Boeing y Millennium Space Systems, que lleva años desarrollando tecnología satelital avanzada para clientes gubernamentales y comerciales, pretenden aprovechar sinergias para lanzar una plataforma intermedia, optimizada para misiones que requieran la robustez de un satélite GEO pero con la agilidad y economía de los pequeños satélites LEO (órbita baja). Aunque no se han desvelado todos los detalles técnicos, se sabe que esta nueva generación de satélites estará en el rango de varias centenas de kilogramos, frente a las varias toneladas habituales en GEO.

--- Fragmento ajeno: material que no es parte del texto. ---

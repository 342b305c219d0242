//! Engine and Scene Lifecycle Tests
//!
//! Tests for:
//! - Scene slot state machine (Empty -> Populated -> Empty)
//! - Atomic handoff on load: no animators survive a scene switch
//! - Demo scene builder registration counts
//! - Unknown scene fallback
//! - Settings export/import round trip
//! - Deterministic spawns under a fixed seed

use wisp::scenes::SceneContext;
use wisp::{
    AnimatorSpec, DEFAULT_SCENE, Engine, NodeHandle, OrbitSpec, Result, Settings, WispError,
};

const EPSILON: f32 = 1e-4;

/// Minimal builder for lifecycle tests: a camera and one still node.
fn empty_scene(ctx: &mut SceneContext<'_>) -> Result<()> {
    ctx.scene.add_camera(glam::Vec3::new(0.0, 0.0, 5.0));
    ctx.scene.build_node("probe").build();
    Ok(())
}

/// Builder that checks the registry was emptied before construction ran.
fn assert_clean_slate(ctx: &mut SceneContext<'_>) -> Result<()> {
    if ctx.animator_count() != 0 {
        return Err(WispError::MalformedSpec(
            "stale animators visible during construction".into(),
        ));
    }
    Ok(())
}

/// Builder that fails halfway through.
fn broken_scene(ctx: &mut SceneContext<'_>) -> Result<()> {
    let node = ctx.scene.build_node("doomed").build();
    ctx.register(
        node,
        AnimatorSpec::Orbit(OrbitSpec {
            radius: f32::NAN,
            ..OrbitSpec::default()
        }),
    )?;
    Ok(())
}

// ============================================================================
// Lifecycle state machine
// ============================================================================

#[test]
fn engine_starts_empty() {
    let engine = Engine::new();
    assert!(engine.scene().is_none());
    assert_eq!(engine.animator_count(), 0);
    assert_eq!(engine.current_scene_name(), None);
}

#[test]
fn tick_while_empty_is_a_noop() {
    let mut engine = Engine::new();
    engine.tick(1.0);
    engine.tick(2.0);
    assert!(engine.scene().is_none());
    assert_eq!(engine.frame_count(), 2);
}

#[test]
fn register_while_empty_is_rejected() {
    let mut engine = Engine::new();
    let err = engine
        .register_animator(
            NodeHandle::default(),
            AnimatorSpec::Orbit(OrbitSpec::default()),
        )
        .unwrap_err();
    assert!(matches!(err, WispError::NoActiveScene), "got {err:?}");
}

#[test]
fn clear_scene_empties_everything() {
    let mut engine = Engine::new();
    engine.load_scene("haunted").unwrap();
    assert!(engine.animator_count() > 0);

    engine.clear_scene();
    assert!(engine.scene().is_none());
    assert_eq!(engine.animator_count(), 0);
    assert_eq!(engine.current_scene_name(), None);

    // Tick right after clear: nothing to mutate, nothing to panic on.
    engine.tick(10.0);
}

#[test]
fn construction_failure_falls_back_to_empty() {
    let mut engine = Engine::new();
    engine.library_mut().insert("broken", "Broken", broken_scene);

    let err = engine.load_scene("broken").unwrap_err();
    assert!(matches!(err, WispError::MalformedSpec(_)), "got {err:?}");
    assert!(engine.scene().is_none(), "partial scene must not survive");
    assert_eq!(engine.animator_count(), 0);
}

#[test]
fn old_animators_are_gone_before_construction_begins() {
    let mut engine = Engine::new();
    engine
        .library_mut()
        .insert("clean-slate", "Clean slate", assert_clean_slate);

    engine.load_scene("haunted").unwrap();
    assert!(engine.animator_count() > 0);

    // The builder itself verifies the registry is empty at entry.
    engine.load_scene("clean-slate").unwrap();
}

// ============================================================================
// Demo scene registration counts
// ============================================================================

#[test]
fn basic_scene_registers_expected_animators() {
    let mut engine = Engine::new();
    engine.load_scene("basic").unwrap();
    // Three tumbling shapes + one orbiting point light.
    assert_eq!(engine.animator_count(), 4);
    assert_eq!(engine.current_scene_name(), Some("basic"));
}

#[test]
fn shadows_scene_registers_expected_animators() {
    let mut engine = Engine::new();
    engine.load_scene("shadows").unwrap();
    // Bouncing sphere, two spinners, one orbiting light.
    assert_eq!(engine.animator_count(), 4);
}

#[test]
fn haunted_scene_registers_expected_animators() {
    let mut engine = Engine::new();
    engine.load_scene("haunted").unwrap();
    // 2 windows + tower + porch + 4 ghosts + 5 crows + 8 bats.
    assert_eq!(engine.animator_count(), 21);

    let scene = engine.scene().unwrap();
    assert!(scene.find_node("Crow 4").is_some());
    assert!(scene.find_node("Bat 7").is_some());
    assert!(scene.environment.fog.is_some(), "haunted scene needs fog");
}

#[test]
fn materials_scene_registers_no_animators() {
    let mut engine = Engine::new();
    engine.load_scene("materials").unwrap();
    assert_eq!(engine.animator_count(), 0);
    assert!(engine.scene().is_some(), "populated even without animators");

    // Ticking a populated-but-still scene is fine.
    engine.tick(0.5);
}

#[test]
fn crows_carry_two_wing_limbs() {
    let mut engine = Engine::new();
    engine.load_scene("haunted").unwrap();
    let scene = engine.scene().unwrap();

    let crow = scene.find_node("Crow 0").unwrap();
    assert_eq!(scene.get_node(crow).unwrap().children().len(), 2);
    assert!(scene.find_node("Crow 0 left wing").is_some());
    assert!(scene.find_node("Crow 0 right wing").is_some());
}

#[test]
fn haunted_creatures_move_on_tick() {
    let mut engine = Engine::with_seed(3);
    engine.load_scene("haunted").unwrap();

    let crow = engine.scene().unwrap().find_node("Crow 0").unwrap();
    engine.tick(0.0);
    let before = engine.scene().unwrap().get_node(crow).unwrap().transform.position;
    engine.tick(1.0);
    let after = engine.scene().unwrap().get_node(crow).unwrap().transform.position;

    assert!((before - after).length() > EPSILON, "crow never moved");
}

#[test]
fn seeded_engines_spawn_identical_flocks() {
    let spawn_positions = |seed: u64| -> Vec<glam::Vec3> {
        let mut engine = Engine::with_seed(seed);
        engine.load_scene("haunted").unwrap();
        engine.tick(0.0);
        let scene = engine.scene().unwrap();
        (0..8)
            .map(|i| {
                let bat = scene.find_node(&format!("Bat {i}")).unwrap();
                scene.get_node(bat).unwrap().transform.position
            })
            .collect()
    };

    assert_eq!(spawn_positions(11), spawn_positions(11));
}

// ============================================================================
// Unknown scene fallback
// ============================================================================

#[test]
fn unknown_scene_falls_back_to_default() {
    let mut engine = Engine::new();
    let err = engine.load_scene("does-not-exist").unwrap_err();
    assert!(matches!(err, WispError::UnknownScene(_)), "got {err:?}");

    // The engine is usable on the default scene, not empty.
    assert_eq!(engine.current_scene_name(), Some(DEFAULT_SCENE));
    assert!(engine.animator_count() > 0);
}

// ============================================================================
// Settings
// ============================================================================

#[test]
fn export_requires_a_scene() {
    let engine = Engine::new();
    let err = engine.export_settings().unwrap_err();
    assert!(matches!(err, WispError::NoActiveScene), "got {err:?}");
}

#[test]
fn export_captures_scene_and_camera() {
    let mut engine = Engine::new();
    engine.load_scene("basic").unwrap();

    let settings = engine.export_settings().unwrap();
    assert_eq!(settings.scene, "basic");
    let camera = settings.camera.expect("camera pose missing");
    assert!((camera[0] - 4.0).abs() < EPSILON);
    assert!((camera[1] - 3.0).abs() < EPSILON);
    assert!((camera[2] - 6.0).abs() < EPSILON);
}

#[test]
fn import_reselects_scene_by_name() {
    let mut engine = Engine::new();
    engine.load_scene("haunted").unwrap();
    assert_eq!(engine.animator_count(), 21);

    engine.import_settings(r#"{ "scene": "shadows" }"#).unwrap();

    // Prior-scene animators are discarded; only the shadows batch remains.
    assert_eq!(engine.current_scene_name(), Some("shadows"));
    assert_eq!(engine.animator_count(), 4);
}

#[test]
fn import_applies_camera_position() {
    let mut engine = Engine::new();
    engine
        .import_settings(r#"{ "scene": "basic", "camera": [1.0, 2.0, 3.0] }"#)
        .unwrap();

    let scene = engine.scene().unwrap();
    let cam = scene.active_camera.unwrap();
    let pos = scene.get_node(cam).unwrap().transform.position;
    assert!((pos - glam::Vec3::new(1.0, 2.0, 3.0)).length() < EPSILON);
}

#[test]
fn import_with_unknown_scene_reports_and_falls_back() {
    let mut engine = Engine::new();
    let err = engine
        .import_settings(r#"{ "scene": "attic" }"#)
        .unwrap_err();
    assert!(matches!(err, WispError::UnknownScene(_)), "got {err:?}");
    assert_eq!(engine.current_scene_name(), Some(DEFAULT_SCENE));
}

#[test]
fn import_rejects_malformed_json() {
    let mut engine = Engine::new();
    let err = engine.import_settings("{ not json").unwrap_err();
    assert!(matches!(err, WispError::Json(_)), "got {err:?}");
    assert!(engine.scene().is_none(), "bad JSON must not load anything");
}

#[test]
fn settings_round_trip_through_json() {
    let original = Settings {
        scene: "haunted".to_string(),
        camera: Some([6.0, 3.0, 8.0]),
    };
    let json = original.to_json().unwrap();
    let parsed = Settings::from_json(&json).unwrap();
    assert_eq!(original, parsed);
}

#[test]
fn settings_camera_field_is_optional() {
    let parsed = Settings::from_json(r#"{ "scene": "basic" }"#).unwrap();
    assert_eq!(parsed.scene, "basic");
    assert_eq!(parsed.camera, None);
}

// ============================================================================
// Custom library entries
// ============================================================================

#[test]
fn hosts_can_register_their_own_scenes() {
    let mut engine = Engine::new();
    engine.library_mut().insert("void", "The Void", empty_scene);

    engine.load_scene("void").unwrap();
    assert_eq!(engine.current_scene_name(), Some("void"));
    assert_eq!(engine.animator_count(), 0);
    assert!(engine.scene().unwrap().find_node("probe").is_some());
}

#[test]
fn library_reports_titles() {
    let engine = Engine::new();
    assert_eq!(engine.library().title("haunted"), Some("Haunted House"));
    assert_eq!(engine.library().title("attic"), None);
    assert!(engine.library().contains("basic"));
}

#[test]
fn registering_against_live_scene_works() {
    let mut engine = Engine::new();
    engine.library_mut().insert("void", "The Void", empty_scene);
    engine.load_scene("void").unwrap();

    let probe = engine.scene().unwrap().find_node("probe").unwrap();
    engine
        .register_animator(
            probe,
            AnimatorSpec::Orbit(OrbitSpec {
                radius: 3.0,
                angular_speed: 0.0,
                base_height: 2.0,
                ..OrbitSpec::default()
            }),
        )
        .unwrap();

    for t in [0.0, 1.0, 2.0] {
        engine.tick(t);
        let scene = engine.scene().unwrap();
        let pos = scene.get_node(probe).unwrap().transform.position;
        assert!(
            (pos - glam::Vec3::new(3.0, 2.0, 0.0)).length() < EPSILON,
            "t={t}: expected (3, 2, 0), got {pos:?}"
        );
    }
}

La propuesta tecnológica se centra en una arquitectura modular —heredada de Millennium— que facilite la integración de diferentes cargas útiles: desde transpondedores de comunicaciones hasta sensores ópticos y de radar. Este enfoque permitirá a operadores comerciales y agencias espaciales adaptar rápidamente las plataformas a nuevas aplicaciones, como la conectividad 5G, Internet de las cosas (IoT) o la vigilancia ambiental en tiempo real.

Históricamente, Boeing ha sido uno de los grandes proveedores de satélites geoestacionarios, con su familia 702, que lleva más de dos décadas en órbita prestando servicios a clientes de todo el mundo. Sin embargo, el auge de constelaciones LEO como Starlink de SpaceX o la red Kuiper de Amazon está erosionando el dominio tradicional de los satélites GEO. Empresas emergentes y agencias como la NASA, la ESA o la japonesa JAXA también están invirtiendo en plataformas de bajo coste y rápido despliegue.

La colaboración entre Boeing y Millennium busca responder precisamente a este desafío: ofrecer una alternativa flexible, más asequible y rápida de desplegar, sin renunciar a las ventajas de la órbita geoestacionaria, como la cobertura continua sobre áreas clave del planeta. Según fuentes de la compañía, la nueva plataforma será compatible con lanzadores comerciales de nueva generación, como el Falcon 9 de SpaceX, el Ariane 6 europeo o el New Glenn de Blue Origin, lo que facilitará su acceso al espacio y reducirá aún más los plazos de puesta en servicio.

El anuncio llega en un momento de intensa actividad en la industria espacial, tanto en Estados Unidos como en Europa y Asia. SpaceX continúa batiendo récords de lanzamientos y ampliando su constelación Starlink, mientras que Blue Origin avanza hacia sus primeras misiones tripuladas de larga duración y trabaja en su propio sistema de comunicaciones orbitales. En el ámbito europeo, la española PLD Space ha logrado hitos con el Miura 1, su cohete suborbital, y prepara el salto a lanzadores orbitales, abriendo nuevas oportunidades para la industria española.

Por su parte, la NASA, además de encabezar misiones científicas y de exploración, está apostando por colaboraciones público-privadas para desarrollar infraestructura orbital y lunar, con el objetivo de garantizar la presencia estadounidense en el espacio profundo y la Luna. Virgin Galactic, tras sus primeros vuelos comerciales suborbitales, ha anunciado planes para evolucionar hacia misiones de mayor duración y capacidad, enfocadas tanto en el turismo espacial como en experimentos científicos.

En cuanto a la exploración de exoplanetas, la ESA y la NASA continúan ampliando el catálogo de mundos descubiertos fuera del sistema solar, gracias a telescopios como el James Webb y misiones dedicadas como CHEOPS o TESS. Los datos obtenidos están revolucionando la comprensión de la formación planetaria y la búsqueda de condiciones habitables más allá de la Tierra.

La apuesta de Boeing y Millennium Space por el “micro GEO” refleja la aceleración tecnológica y la diversificación del sector espacial. En los próximos años, la competencia entre plataformas tradicionales, constelaciones LEO y satélites GEO de nueva generación marcará el ritmo de la industria, impulsando avances que beneficiarán tanto a operadores comerciales como a la investigación científica y la observación del planeta.

El desarrollo de soluciones más económicas, flexibles y adaptadas a las demandas del siglo XXI será clave para asegurar la competitividad de las empresas y agencias espaciales en un entorno cada vez más global y dinámico.